## Problem to work on
Check each line of the records below and collect those holding "lines".

## Task material

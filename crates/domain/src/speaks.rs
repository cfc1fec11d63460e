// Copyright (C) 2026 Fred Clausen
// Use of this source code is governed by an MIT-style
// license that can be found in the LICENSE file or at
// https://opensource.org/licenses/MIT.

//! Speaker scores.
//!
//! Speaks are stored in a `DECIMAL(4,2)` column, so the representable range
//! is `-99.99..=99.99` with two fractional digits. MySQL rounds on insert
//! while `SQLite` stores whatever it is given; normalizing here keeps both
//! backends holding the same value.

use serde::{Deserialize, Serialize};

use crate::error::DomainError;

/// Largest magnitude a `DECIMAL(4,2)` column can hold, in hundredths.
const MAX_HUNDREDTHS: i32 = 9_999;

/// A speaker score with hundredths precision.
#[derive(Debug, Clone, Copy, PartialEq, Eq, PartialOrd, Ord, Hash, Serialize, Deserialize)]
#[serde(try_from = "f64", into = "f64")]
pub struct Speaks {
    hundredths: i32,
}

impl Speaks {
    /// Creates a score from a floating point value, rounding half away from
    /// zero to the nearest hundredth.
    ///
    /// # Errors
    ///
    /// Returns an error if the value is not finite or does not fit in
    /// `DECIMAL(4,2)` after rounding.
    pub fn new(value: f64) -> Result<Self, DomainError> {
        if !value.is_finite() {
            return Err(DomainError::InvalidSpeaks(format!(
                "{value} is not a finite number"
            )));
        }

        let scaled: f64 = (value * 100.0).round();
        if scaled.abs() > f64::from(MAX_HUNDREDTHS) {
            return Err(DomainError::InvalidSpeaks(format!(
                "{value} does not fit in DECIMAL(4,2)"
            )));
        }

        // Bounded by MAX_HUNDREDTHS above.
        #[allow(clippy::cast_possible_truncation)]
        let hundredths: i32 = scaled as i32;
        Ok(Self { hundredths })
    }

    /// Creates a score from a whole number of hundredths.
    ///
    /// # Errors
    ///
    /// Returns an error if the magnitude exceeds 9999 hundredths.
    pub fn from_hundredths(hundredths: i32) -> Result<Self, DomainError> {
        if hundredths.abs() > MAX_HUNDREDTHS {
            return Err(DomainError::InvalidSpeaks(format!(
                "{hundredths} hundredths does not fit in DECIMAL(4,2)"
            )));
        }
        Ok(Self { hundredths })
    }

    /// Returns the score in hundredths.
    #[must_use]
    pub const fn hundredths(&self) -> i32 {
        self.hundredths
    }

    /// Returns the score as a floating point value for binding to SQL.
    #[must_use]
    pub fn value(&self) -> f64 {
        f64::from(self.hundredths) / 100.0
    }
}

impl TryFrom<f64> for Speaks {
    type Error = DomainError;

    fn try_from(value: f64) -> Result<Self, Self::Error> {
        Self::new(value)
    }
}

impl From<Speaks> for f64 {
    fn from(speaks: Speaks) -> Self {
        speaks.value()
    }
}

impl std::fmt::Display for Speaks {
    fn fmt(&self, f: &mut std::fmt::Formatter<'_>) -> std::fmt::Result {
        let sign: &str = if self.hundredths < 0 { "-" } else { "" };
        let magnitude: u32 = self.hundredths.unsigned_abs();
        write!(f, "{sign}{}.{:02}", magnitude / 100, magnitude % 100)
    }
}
...
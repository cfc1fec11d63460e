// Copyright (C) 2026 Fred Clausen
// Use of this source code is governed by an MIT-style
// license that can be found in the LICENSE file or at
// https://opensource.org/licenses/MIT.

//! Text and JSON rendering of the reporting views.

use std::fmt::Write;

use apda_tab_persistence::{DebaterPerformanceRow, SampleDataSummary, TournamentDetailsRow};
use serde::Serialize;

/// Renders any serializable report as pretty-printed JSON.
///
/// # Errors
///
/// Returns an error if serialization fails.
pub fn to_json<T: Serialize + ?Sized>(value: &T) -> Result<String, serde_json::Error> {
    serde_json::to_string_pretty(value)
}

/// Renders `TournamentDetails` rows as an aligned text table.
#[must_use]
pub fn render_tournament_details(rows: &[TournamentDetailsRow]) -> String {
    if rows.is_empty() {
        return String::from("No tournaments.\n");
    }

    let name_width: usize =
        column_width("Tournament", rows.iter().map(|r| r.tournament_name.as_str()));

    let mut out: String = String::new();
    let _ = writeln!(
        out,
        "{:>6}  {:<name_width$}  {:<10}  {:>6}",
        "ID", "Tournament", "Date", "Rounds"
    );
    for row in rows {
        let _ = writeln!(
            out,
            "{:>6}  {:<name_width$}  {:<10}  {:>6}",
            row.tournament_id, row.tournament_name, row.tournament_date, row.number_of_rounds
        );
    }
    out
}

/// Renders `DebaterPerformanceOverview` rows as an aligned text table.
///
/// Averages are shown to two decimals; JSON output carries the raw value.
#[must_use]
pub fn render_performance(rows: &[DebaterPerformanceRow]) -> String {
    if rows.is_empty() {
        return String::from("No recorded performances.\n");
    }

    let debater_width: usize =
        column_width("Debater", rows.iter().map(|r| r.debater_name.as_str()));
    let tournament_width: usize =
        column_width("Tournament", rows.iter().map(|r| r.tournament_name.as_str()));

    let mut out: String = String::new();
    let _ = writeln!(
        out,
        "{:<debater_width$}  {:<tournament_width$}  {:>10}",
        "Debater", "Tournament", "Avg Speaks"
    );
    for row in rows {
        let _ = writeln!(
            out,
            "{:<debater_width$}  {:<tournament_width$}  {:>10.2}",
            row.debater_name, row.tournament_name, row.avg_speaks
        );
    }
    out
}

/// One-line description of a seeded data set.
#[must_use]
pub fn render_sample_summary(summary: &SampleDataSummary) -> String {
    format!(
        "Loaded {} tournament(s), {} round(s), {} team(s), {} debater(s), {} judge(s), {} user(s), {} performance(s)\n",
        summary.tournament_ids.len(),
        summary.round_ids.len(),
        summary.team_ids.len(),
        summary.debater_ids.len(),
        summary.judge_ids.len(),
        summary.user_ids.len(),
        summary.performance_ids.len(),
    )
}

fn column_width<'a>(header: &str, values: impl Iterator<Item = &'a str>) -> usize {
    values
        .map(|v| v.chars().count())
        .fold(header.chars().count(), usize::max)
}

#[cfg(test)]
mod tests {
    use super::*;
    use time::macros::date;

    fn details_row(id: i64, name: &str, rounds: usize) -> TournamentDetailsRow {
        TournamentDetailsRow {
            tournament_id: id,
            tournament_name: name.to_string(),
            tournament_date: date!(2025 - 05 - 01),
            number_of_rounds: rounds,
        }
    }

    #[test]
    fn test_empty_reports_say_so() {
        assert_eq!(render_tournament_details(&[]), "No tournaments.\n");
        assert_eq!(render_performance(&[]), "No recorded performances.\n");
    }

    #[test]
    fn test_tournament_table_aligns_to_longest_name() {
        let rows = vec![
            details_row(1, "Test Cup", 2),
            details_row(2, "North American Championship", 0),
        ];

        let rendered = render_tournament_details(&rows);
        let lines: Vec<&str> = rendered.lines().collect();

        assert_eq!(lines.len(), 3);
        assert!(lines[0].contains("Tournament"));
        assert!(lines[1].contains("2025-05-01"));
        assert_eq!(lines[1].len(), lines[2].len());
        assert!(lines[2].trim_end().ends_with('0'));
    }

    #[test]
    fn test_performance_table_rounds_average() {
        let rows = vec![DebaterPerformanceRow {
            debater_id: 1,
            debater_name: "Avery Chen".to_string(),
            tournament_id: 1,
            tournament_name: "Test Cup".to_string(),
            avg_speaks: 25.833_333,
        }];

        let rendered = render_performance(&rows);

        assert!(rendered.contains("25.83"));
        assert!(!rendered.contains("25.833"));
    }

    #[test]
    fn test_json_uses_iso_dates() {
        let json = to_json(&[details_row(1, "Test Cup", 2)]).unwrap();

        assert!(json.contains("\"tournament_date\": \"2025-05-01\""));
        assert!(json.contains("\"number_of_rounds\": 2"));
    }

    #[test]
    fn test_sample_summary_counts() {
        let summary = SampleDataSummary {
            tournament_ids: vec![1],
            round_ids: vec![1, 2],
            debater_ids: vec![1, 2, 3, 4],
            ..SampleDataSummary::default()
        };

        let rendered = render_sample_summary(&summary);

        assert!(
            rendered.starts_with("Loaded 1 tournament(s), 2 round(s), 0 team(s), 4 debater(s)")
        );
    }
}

## Written solution
        let lines: Vec<&str> = rendered.lines().collect();
        assert_eq!(lines.len(), 3);
        assert!(lines[0].contains("Tournament"));
        assert!(lines[1].contains("2025-05-01"));
        assert_eq!(lines[1].len(), lines[2].len());
        assert!(lines[2].trim_end().ends_with('0'));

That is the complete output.